- **What is needed**
What is the number of lines in the entries that include the word "Option"? Respond with the number only.

- **Information shown**
=== Begin Enclosure ===

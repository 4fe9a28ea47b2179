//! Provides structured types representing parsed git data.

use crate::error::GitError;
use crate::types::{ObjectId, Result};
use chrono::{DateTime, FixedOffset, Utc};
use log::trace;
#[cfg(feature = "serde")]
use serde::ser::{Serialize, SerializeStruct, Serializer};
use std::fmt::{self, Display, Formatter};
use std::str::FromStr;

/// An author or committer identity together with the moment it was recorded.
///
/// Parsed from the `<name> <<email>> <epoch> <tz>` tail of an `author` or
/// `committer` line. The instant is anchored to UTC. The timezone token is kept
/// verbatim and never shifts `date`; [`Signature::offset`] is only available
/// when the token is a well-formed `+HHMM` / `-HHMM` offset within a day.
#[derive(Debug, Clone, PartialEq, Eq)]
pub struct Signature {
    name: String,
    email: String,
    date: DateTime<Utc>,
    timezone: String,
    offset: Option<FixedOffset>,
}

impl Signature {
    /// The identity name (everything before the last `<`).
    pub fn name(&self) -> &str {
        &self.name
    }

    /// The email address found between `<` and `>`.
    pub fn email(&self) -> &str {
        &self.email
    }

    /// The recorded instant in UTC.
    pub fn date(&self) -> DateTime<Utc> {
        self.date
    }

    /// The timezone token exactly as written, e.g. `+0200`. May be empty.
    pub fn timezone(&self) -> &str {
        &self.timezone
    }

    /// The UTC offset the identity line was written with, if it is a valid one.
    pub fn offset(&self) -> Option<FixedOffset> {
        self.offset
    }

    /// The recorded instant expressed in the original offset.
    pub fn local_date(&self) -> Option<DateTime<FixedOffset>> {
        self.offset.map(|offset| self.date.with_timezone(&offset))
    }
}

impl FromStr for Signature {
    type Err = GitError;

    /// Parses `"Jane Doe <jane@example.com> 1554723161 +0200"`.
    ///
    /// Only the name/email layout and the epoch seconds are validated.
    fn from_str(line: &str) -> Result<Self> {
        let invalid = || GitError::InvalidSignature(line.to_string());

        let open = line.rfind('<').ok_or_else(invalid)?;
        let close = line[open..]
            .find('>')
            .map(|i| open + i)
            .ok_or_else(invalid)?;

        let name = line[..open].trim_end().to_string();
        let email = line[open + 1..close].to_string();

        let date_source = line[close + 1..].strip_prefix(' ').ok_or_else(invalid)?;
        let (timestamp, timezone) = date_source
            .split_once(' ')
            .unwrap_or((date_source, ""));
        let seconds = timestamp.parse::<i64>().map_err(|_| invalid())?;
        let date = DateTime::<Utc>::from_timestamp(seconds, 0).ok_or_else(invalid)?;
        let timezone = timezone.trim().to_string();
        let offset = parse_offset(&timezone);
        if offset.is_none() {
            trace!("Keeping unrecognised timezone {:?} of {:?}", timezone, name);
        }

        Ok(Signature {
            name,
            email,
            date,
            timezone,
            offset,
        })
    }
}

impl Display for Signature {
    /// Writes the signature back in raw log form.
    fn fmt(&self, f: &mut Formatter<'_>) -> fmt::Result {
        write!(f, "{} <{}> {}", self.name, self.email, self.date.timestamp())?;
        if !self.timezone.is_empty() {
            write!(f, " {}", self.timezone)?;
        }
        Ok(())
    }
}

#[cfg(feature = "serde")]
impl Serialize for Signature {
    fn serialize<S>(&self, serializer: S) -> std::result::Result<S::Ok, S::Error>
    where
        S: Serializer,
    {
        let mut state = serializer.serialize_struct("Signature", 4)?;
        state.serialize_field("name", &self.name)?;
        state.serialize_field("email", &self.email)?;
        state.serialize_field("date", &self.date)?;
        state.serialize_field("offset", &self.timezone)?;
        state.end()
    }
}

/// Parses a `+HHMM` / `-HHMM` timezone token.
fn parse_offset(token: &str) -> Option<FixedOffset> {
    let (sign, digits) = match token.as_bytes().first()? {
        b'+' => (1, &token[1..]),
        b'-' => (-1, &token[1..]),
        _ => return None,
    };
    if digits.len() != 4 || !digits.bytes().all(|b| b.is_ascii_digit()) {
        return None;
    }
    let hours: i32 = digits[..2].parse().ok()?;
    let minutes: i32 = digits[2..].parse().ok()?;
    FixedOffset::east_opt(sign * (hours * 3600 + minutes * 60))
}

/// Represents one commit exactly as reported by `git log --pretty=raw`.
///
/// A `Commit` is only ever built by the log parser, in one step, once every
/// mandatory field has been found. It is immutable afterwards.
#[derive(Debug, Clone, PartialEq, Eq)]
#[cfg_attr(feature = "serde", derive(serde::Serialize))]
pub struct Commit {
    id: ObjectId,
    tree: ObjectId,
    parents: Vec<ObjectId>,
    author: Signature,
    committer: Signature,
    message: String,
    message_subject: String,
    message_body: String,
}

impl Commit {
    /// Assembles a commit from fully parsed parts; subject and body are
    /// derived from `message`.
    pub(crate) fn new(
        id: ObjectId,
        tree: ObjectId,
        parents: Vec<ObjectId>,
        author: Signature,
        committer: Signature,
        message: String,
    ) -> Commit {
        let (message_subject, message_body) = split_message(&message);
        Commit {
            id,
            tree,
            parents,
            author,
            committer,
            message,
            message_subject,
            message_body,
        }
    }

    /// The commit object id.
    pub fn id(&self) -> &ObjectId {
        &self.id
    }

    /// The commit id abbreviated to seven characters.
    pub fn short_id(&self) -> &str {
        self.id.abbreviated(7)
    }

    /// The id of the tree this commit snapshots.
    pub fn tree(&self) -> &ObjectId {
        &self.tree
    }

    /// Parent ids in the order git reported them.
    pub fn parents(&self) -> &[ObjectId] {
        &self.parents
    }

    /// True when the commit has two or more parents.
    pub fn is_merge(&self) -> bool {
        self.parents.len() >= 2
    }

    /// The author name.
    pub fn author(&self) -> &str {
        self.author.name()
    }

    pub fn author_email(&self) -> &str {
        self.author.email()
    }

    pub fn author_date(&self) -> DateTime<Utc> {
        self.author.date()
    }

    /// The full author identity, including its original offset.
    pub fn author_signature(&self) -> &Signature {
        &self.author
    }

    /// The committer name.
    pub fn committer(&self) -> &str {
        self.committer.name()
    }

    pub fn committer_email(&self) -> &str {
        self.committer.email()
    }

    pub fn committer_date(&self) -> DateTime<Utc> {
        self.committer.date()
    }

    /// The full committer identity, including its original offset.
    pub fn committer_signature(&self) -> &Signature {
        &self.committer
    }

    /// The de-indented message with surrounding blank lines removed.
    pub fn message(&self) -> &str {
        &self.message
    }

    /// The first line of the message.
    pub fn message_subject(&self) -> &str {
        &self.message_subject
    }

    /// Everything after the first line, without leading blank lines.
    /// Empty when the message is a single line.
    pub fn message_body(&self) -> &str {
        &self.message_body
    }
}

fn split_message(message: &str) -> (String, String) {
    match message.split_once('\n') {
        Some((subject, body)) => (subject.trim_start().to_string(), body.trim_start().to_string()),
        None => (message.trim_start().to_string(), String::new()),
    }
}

=== End Enclosure ===

- **Result below**
4